レスポンシブイメージはpicture要素で!
2016年4月17日

今回はHTML5.1で新しく加わる要素の一つであるpicture
要素について解説していきたいと思います。HTML5.1は2016年9月の勧告を目指して動いている仕様ですが、picture
要素はすでに多くのメジャーWebブラウザが対応してきていますので、実装結果もテストしやすくなっています。Webブラウザの対応状況は「Can I Use ...」で確認ください。
picture
要素とは
レスポンシブWebデザインで画像を扱う際に、デスクトップ向け、タブレット向け、モバイル向けと、それぞれの画面解像度に最適化された画像を扱うのに苦労をした経験があると思います。デスクトップ用に用意した横幅2,000pxの画像をモバイルサイトでもそのまま使っていては読み込みに時間がかかってしまい、大変ですね。
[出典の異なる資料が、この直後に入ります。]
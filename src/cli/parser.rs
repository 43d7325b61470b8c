//! CLI argument parsing with clap

use std::path::PathBuf;

use clap::{Args, Parser, Subcommand, ValueEnum};

use super::validation::{parse_sort_field, validate_config_file_path, validate_json_file_path};
use crate::listing::SortField;

/// Multi-tenant billing backend tools
#[derive(Parser, Debug)]
#[command(name = "tenant-billing")]
#[command(about = "Filter, search, sort and page billing entities from the command line")]
#[command(long_about = "
tenant-billing runs the billing use cases (authorization, validation,
translated errors and the list data processor) against entities loaded from
a JSON file, and prints the result as JSON on stdout. Logs go to stderr.

EXAMPLES:
    # First page of subscriptions, newest period first
    tenant-billing list subscription --data subs.json --sort current_period_start:desc

    # Search licenses by product, as a school workspace would see it
    tenant-billing list license --data licenses.json --search analytics --business-type education

    # Full list request from a file, next page by cursor
    tenant-billing list invoice --data invoices.json --request request.json \
        --cursor eyJ2IjoxLCJvIjoyMH0

    # One item with its neighbours and field values
    tenant-billing item workspace --data workspaces.json --id ws-1

    # Validate configuration and provider wiring
    tenant-billing --env production check
")]
#[command(version = crate::clap_long_version())]
pub struct Cli {
    #[command(subcommand)]
    pub command: Commands,

    /// Configuration file path
    ///
    /// Loads this single TOML file instead of the layered configuration
    /// directory. `BILLING_*` environment variables still apply on top.
    #[arg(short, long, value_name = "FILE", value_parser = validate_config_file_path)]
    pub config: Option<PathBuf>,

    /// Override environment detection (`BILLING_APP_ENV`)
    #[arg(short, long, value_enum)]
    pub env: Option<Environment>,

    /// Debug-level logging. Cannot be used with --quiet.
    #[arg(short, long)]
    pub verbose: bool,

    /// Error-level logging only. Cannot be used with --verbose.
    #[arg(short, long, conflicts_with = "verbose")]
    pub quiet: bool,
}

#[derive(Subcommand, Debug)]
pub enum Commands {
    /// Run a list request against entities loaded from a JSON file
    List(ListArgs),
    /// Show one entity with its position, neighbours and field values
    Item(ItemArgs),
    /// Validate configuration and resolve every configured provider
    Check {
        /// Also print the effective settings as JSON
        #[arg(long)]
        show: bool,
    },
}

/// Where the entities come from and who is asking.
#[derive(Args, Debug, Clone)]
pub struct SourceArgs {
    /// Entity type
    #[arg(value_enum)]
    pub entity: EntityKind,

    /// JSON array of entities to load before running the request
    #[arg(short, long, value_name = "FILE", value_parser = validate_json_file_path)]
    pub data: PathBuf,

    /// Acting user id
    #[arg(short, long, default_value = "admin")]
    pub user: String,

    /// Business type selecting the message catalog; defaults to
    /// `i18n.default_business_type`
    #[arg(short, long)]
    pub business_type: Option<String>,

    /// Single-line JSON output
    #[arg(long)]
    pub compact: bool,
}

#[derive(Args, Debug, Clone)]
pub struct ListArgs {
    #[command(flatten)]
    pub source: SourceArgs,

    /// JSON list request (pagination, filter, sort, search). Flags below
    /// override the matching parts.
    #[arg(short, long, value_name = "FILE", value_parser = validate_json_file_path)]
    pub request: Option<PathBuf>,

    /// 1-based page number
    #[arg(long)]
    pub page: Option<i64>,

    /// Page size, clamped to the configured maximum
    #[arg(long)]
    pub limit: Option<i64>,

    /// Opaque cursor from a previous page; takes precedence over --page
    #[arg(long)]
    pub cursor: Option<String>,

    /// Search query
    #[arg(short, long)]
    pub search: Option<String>,

    /// Fields to search, comma separated
    #[arg(long, value_delimiter = ',')]
    pub search_fields: Vec<String>,

    /// Sort key as `field[:asc|desc]`; repeat for composite sorts
    #[arg(long, value_parser = parse_sort_field)]
    pub sort: Vec<SortField>,
}

#[derive(Args, Debug, Clone)]
pub struct ItemArgs {
    #[command(flatten)]
    pub source: SourceArgs,

    /// Entity id
    #[arg(long)]
    pub id: String,
}

#[derive(ValueEnum, Clone, Copy, Debug, PartialEq, Eq)]
pub enum EntityKind {
    Subscription,
    License,
    Invoice,
    Balance,
    #[value(name = "payment-method", alias = "payment_method")]
    PaymentMethod,
    Workspace,
    Role,
}

#[derive(ValueEnum, Clone, Copy, Debug)]
pub enum Environment {
    #[value(name = "development", alias = "dev")]
    Development,
    #[value(name = "test")]
    Test,
    #[value(name = "staging", alias = "stage")]
    Staging,
    #[value(name = "production", alias = "prod")]
    Production,
}

impl From<Environment> for crate::config::Environment {
    fn from(env: Environment) -> Self {
        match env {
            Environment::Development => crate::config::Environment::Development,
            Environment::Test => crate::config::Environment::Test,
            Environment::Staging => crate::config::Environment::Staging,
            Environment::Production => crate::config::Environment::Production,
        }
    }
}
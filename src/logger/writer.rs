//! Append-only file writer shared by every log event.

use std::fs::{File, OpenOptions};
use std::io::{self, BufWriter, Write};
use std::path::Path;
use std::sync::{Arc, Mutex};

use tracing_subscriber::fmt::MakeWriter;

use super::config::FileConfig;
use super::error::LoggerError;

#[derive(Clone)]
pub struct LogFileWriter {
    file: Arc<Mutex<BufWriter<File>>>,
}

impl LogFileWriter {
    pub fn new(config: &FileConfig) -> Result<Self, LoggerError> {
        if let Some(parent) = config.path.parent() {
            if !parent.as_os_str().is_empty() {
                std::fs::create_dir_all(parent)?;
            }
        }
        let file = open_log_file(&config.path, config.append)?;
        Ok(Self {
            file: Arc::new(Mutex::new(file)),
        })
    }
}

impl<'a> MakeWriter<'a> for LogFileWriter {
    type Writer = LogFileGuard;

    fn make_writer(&'a self) -> Self::Writer {
        LogFileGuard {
            file: self.file.clone(),
        }
    }
}

pub struct LogFileGuard {
    file: Arc<Mutex<BufWriter<File>>>,
}

impl Write for LogFileGuard {
    /// Falls back to stderr when the file cannot be written.
    fn write(&mut self, buf: &[u8]) -> io::Result<usize> {
        match self.file.lock() {
            Ok(mut file) => match file.write(buf) {
                Ok(written) => Ok(written),
                Err(_) => io::stderr().write(buf),
            },
            Err(_) => io::stderr().write(buf),
        }
    }

    fn flush(&mut self) -> io::Result<()> {
        let mut file = self
            .file
            .lock()
            .map_err(|_| io::Error::other("Failed to acquire writer lock"))?;
        file.flush()
    }
}

impl Drop for LogFileGuard {
    fn drop(&mut self) {
        if let Ok(mut file) = self.file.lock() {
            let _ = file.flush();
        }
    }
}

fn open_log_file(path: &Path, append: bool) -> io::Result<BufWriter<File>> {
    let file = OpenOptions::new()
        .create(true)
        .write(true)
        .append(append)
        .truncate(!append)
        .open(path)?;
    Ok(BufWriter::new(file))
}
そこで、CSSやJavaScriptを駆使して、画像サイズやデバイスの向き(縦向き/横向き)に合わせて画像を使用するという作業が発生してきます。picture
要素は、こういった複数の条件下で最適化された画像リソースを提供する仕組みです。正確には、picture
要素に内包された複数のsource
要素と、img
要素により画像リソースを提供します。以下、いくつかのサンプルを見ていきましょう。
media
属性を使用した使用例
ソースコードを見る前に、下の画像で実際に画像が変化するかチェックしてみてください。Google Chrome、Firefoxなどの最新版ブラウザで、ウィンドウのサイズを大きくしたり、小さくしたりすると画像が変わりますか?インターネット・アカデミーのキャラクターが、ウィンドウサイズに合わせて変化する仕組みになっています。
では、このサンプルのソースコードを見てみましょう。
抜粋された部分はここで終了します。